De Bracy et d’autres chevaliers attachés au prince Jean s’étaient rangés parmi les tenants, d’après l’ordre de leur maître, qui désirait ne négliger aucun moyen pour assurer la victoire au parti commandé par Brian de Bois-Guilbert. Du côté opposé, beaucoup d’autres chevaliers, soit normands, soit anglais, s’étaient déclarés d’autant plus volontiers contre les tenants qu’ils étaient fiers de suivre un champion aussi brave que le chevalier déshérité.

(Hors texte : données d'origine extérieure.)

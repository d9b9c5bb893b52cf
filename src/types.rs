// =============================================================================
// Shared small enums used across the canonical model
// =============================================================================

use serde::{Deserialize, Serialize};

/// Coarse instrument classification, used to pick risk ceilings and
/// precision rules in the validator.
#[derive(Debug, Clone, Copy, PartialEq, Eq, Hash, Serialize, Deserialize)]
#[serde(rename_all = "UPPERCASE")]
pub enum AssetClass {
    Futures,
    Forex,
    Crypto,
    Stocks,
    Other,
}

impl std::fmt::Display for AssetClass {
    fn fmt(&self, f: &mut std::fmt::Formatter<'_>) -> std::fmt::Result {
        match self {
            Self::Futures => write!(f, "FUTURES"),
            Self::Forex => write!(f, "FOREX"),
            Self::Crypto => write!(f, "CRYPTO"),
            Self::Stocks => write!(f, "STOCKS"),
            Self::Other => write!(f, "OTHER"),
        }
    }
}

#[derive(Debug, Clone, Copy, PartialEq, Eq, Hash, Serialize, Deserialize)]
#[serde(rename_all = "UPPERCASE")]
pub enum Direction {
    Long,
    Short,
}

impl std::fmt::Display for Direction {
    fn fmt(&self, f: &mut std::fmt::Formatter<'_>) -> std::fmt::Result {
        match self {
            Self::Long => write!(f, "LONG"),
            Self::Short => write!(f, "SHORT"),
        }
    }
}

/// Lifecycle status of a signal. Terminal states are `SlHit`, `Closed`,
/// and `Invalid`.
#[derive(Debug, Clone, Copy, PartialEq, Eq, Hash, Serialize, Deserialize)]
#[serde(rename_all = "SCREAMING_SNAKE_CASE")]
pub enum SignalStatus {
    Pending,
    Active,
    Tp1Hit,
    Tp2Hit,
    Tp3Hit,
    SlHit,
    Closed,
    Invalid,
}

impl SignalStatus {
    pub fn is_terminal(self) -> bool {
        matches!(self, Self::SlHit | Self::Closed | Self::Invalid)
    }
}

impl std::fmt::Display for SignalStatus {
    fn fmt(&self, f: &mut std::fmt::Formatter<'_>) -> std::fmt::Result {
        let s = match self {
            Self::Pending => "PENDING",
            Self::Active => "ACTIVE",
            Self::Tp1Hit => "TP1_HIT",
            Self::Tp2Hit => "TP2_HIT",
            Self::Tp3Hit => "TP3_HIT",
            Self::SlHit => "SL_HIT",
            Self::Closed => "CLOSED",
            Self::Invalid => "INVALID",
        };
        write!(f, "{s}")
    }
}

/// Events that drive (or merely annotate) the state machine.
#[derive(Debug, Clone, Copy, PartialEq, Eq, Hash, Serialize, Deserialize)]
#[serde(rename_all = "SCREAMING_SNAKE_CASE")]
pub enum EventKind {
    EntryHit,
    Tp1Hit,
    Tp2Hit,
    Tp3Hit,
    SlHit,
    ManualClose,
    Expired,
    ValidationFailed,
    /// Audit-only event emitted at registration time. Does not drive the
    /// state machine.
    EntryRegistered,
    /// Audit-only price tick, recorded so the outcome resolver can derive
    /// MFE/MAE without replaying the monitor loop.
    PriceUpdate,
}

impl std::fmt::Display for EventKind {
    fn fmt(&self, f: &mut std::fmt::Formatter<'_>) -> std::fmt::Result {
        let s = match self {
            Self::EntryHit => "ENTRY_HIT",
            Self::Tp1Hit => "TP1_HIT",
            Self::Tp2Hit => "TP2_HIT",
            Self::Tp3Hit => "TP3_HIT",
            Self::SlHit => "SL_HIT",
            Self::ManualClose => "MANUAL_CLOSE",
            Self::Expired => "EXPIRED",
            Self::ValidationFailed => "VALIDATION_FAILED",
            Self::EntryRegistered => "ENTRY_REGISTERED",
            Self::PriceUpdate => "PRICE_UPDATE",
        };
        write!(f, "{s}")
    }
}

#[derive(Debug, Clone, Copy, PartialEq, Eq, Hash, Serialize, Deserialize)]
#[serde(rename_all = "SCREAMING_SNAKE_CASE")]
pub enum DetectionSource {
    TradingView,
    PineScript,
    Polling,
    Manual,
    Historical,
}

impl std::fmt::Display for DetectionSource {
    fn fmt(&self, f: &mut std::fmt::Formatter<'_>) -> std::fmt::Result {
        let s = match self {
            Self::TradingView => "TRADINGVIEW",
            Self::PineScript => "PINESCRIPT",
            Self::Polling => "POLLING",
            Self::Manual => "MANUAL",
            Self::Historical => "HISTORICAL",
        };
        write!(f, "{s}")
    }
}

/// Proximity of the current price to the nearest TP/SL level, used by the
/// adaptive scheduler to pick a poll interval.
#[derive(Debug, Clone, Copy, PartialEq, Eq, Hash, Serialize, Deserialize)]
#[serde(rename_all = "UPPERCASE")]
pub enum ProximityZone {
    Close,
    Mid,
    Far,
}

impl std::fmt::Display for ProximityZone {
    fn fmt(&self, f: &mut std::fmt::Formatter<'_>) -> std::fmt::Result {
        match self {
            Self::Close => write!(f, "CLOSE"),
            Self::Mid => write!(f, "MID"),
            Self::Far => write!(f, "FAR"),
        }
    }
}

/// Terminal classification of how a signal's life ended (or its current
/// in-flight state), produced by the outcome resolver.
#[derive(Debug, Clone, Copy, PartialEq, Eq, Hash, Serialize, Deserialize)]
#[serde(rename_all = "UPPERCASE")]
pub enum OutcomeResult {
    Win,
    Loss,
    Partial,
    Closed,
    Open,
}

impl std::fmt::Display for OutcomeResult {
    fn fmt(&self, f: &mut std::fmt::Formatter<'_>) -> std::fmt::Result {
        match self {
            Self::Win => write!(f, "WIN"),
            Self::Loss => write!(f, "LOSS"),
            Self::Partial => write!(f, "PARTIAL"),
            Self::Closed => write!(f, "CLOSED"),
            Self::Open => write!(f, "OPEN"),
        }
    }
}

Sitôt que le prince Jean vit que la reine du jour était arrivée, il vint à sa rencontre avec cet air de courtoisie qu’il savait si bien prendre quand il le voulait. Ôtant la riche toque qui ornait sa tête, il mit pied à terre, et offrit la main à lady Rowena pour l’aider à descendre de son palefroi, tandis que, le front découvert, l’un des premiers seigneurs de sa suite tenait la bride de ce superbe animal dont les hennissements semblaient dire qu’il était orgueilleux d’un tel fardeau.

« Notre devoir, dit le prince, est d’être le premier à donner l’exemple du respect dû à la reine de la beauté et des amours ; empressons-nous donc de l’escorter jusqu’au trône où le choix du vainqueur lui a acquis le doux privilège de s’asseoir aujourd’hui. Mesdames, ajouta-t-il, accompagnez votre souveraine, et rendez-lui tous les honneurs que vous recevrez un jour aussi sans doute vous-mêmes. » En parlant ainsi, le prince conduisait lady Rowena au siège d’honneur élevé vis-à-vis de son propre trône, tandis que les dames les plus distinguées par leur naissance et leur beauté se pressaient pour obtenir les places les plus rapprochées de leur reine éphémère. À peine fut-elle assise, que des fanfares et des acclamations rendirent à sa nouvelle dignité un hommage unanime. Les rayons du soleil, alors dans tout son éclat, se réfléchissaient sur les armes des chevaliers, qui, aux deux extrémités de la lice, se concertaient sur la manière dont ils disposeraient leur ligne de bataille et soutiendraient l’assaut.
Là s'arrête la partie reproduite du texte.